Raftilose and Raftiline also cover the off-notes of high-intensity sweeteners, rounding out the flavor. This flavor masking also translates in soy ice creams, and has synergy with fruit flavors to help “fruit” notes emerge more strongly.
“Raftilose 95 may affect the viscosity of the ice cream mix because of its solubility, but if a lower level of the high intensity sweetener is desired then we recommend it,” says Hursh. “On the other hand, Raftiline GR is less sweet by itself and has no effect upon viscosity, but requires more of the high-intensity sweetener.”
Keeping it Together
The rest of the equation is the stabilizer systems used with sweetener replacements. These are essential for keeping fat and water dispersed evenly in an emulsion, and then binding the free water after freezing and hardening so ice crystal formation is negligible.
“One key consideration with a stabilizer system is to create a product that will flow and not clog the pasteurization system. You must have a viscosity thin enough to process. Some stabilizers for no-sugar-added ice creams bind quite a bit of water or are not quite as soluble,” says Meyer. “They may even striate in the hold tank.
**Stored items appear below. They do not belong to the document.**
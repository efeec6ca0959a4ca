//! File formats read and written by the tools

pub mod fits;

pub use fits::{read_header_at, read_image, replace_image, FitsError, Header, LoadedImage};
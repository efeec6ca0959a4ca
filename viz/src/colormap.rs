//! Perceptually uniform colour map for image display.

use plotters::style::colors::colormaps::{ColorMap, ViridisRGB};
use plotters::style::RGBColor;

/// Colour for pixels without a finite value.
pub const MISSING: RGBColor = RGBColor(128, 128, 128);

/// Viridis colour at normalized position `t`, clamped to `[0, 1]`.
///
/// Non-finite `t` maps to [`MISSING`].
pub fn viridis(t: f64) -> RGBColor {
    if !t.is_finite() {
        return MISSING;
    }
    ViridisRGB.get_color(t.clamp(0.0, 1.0))
}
After the freeze, in the hardening stage, it is important to know how that system will work to further minimize ice crystal formation. The stabilizer system is also key in preventing heat shock in the field, where a lot of product degradation can occur. But a good food scientist is aware of these things and can formulate for them quite easily.”
In the past, because distribution systems were lengthy, stabilizer systems would be insulated to last through different stages and impart the proper water binding and prevent ice crystal growth throughout a long shelf life. Now, the newest innovations create smaller air cells and extremely fine water crystals, which results in improved texture.
“Gelstar is our line of five or six different stabilization blends for these ice cream applications, which retains small air cell size during heat shock abuse and altitude abuse, helping with the perception of a rich and creamy product by means of a small, uniform air cell size,” says Venables. “These stabilizers are based on microcrystalline cellulose, and their function is based on a network of insoluble crystals which are very effective in binding large amounts of water to deliver a product that behaves like a solid.”
The food science behind formulating no-sugar-added ice creams is complex, and the combination of texturizers and stabilizers that can be used with sugar replacements is vast. The proper formula depends on the goal of the manufacturer and the sensory attributes they are trying to achieve.
“The lowfat and no-sugar-added ice cream product category is thriving,” says Venables. “The biggest need in the market today is developing ice cream products that have the quality of a 12 percent butterfat product but with less fat — maybe a 5 percent system delivering that same premium mouthfeel. That is what a lot of folks are trying to do, and it’s what consumers are demanding.”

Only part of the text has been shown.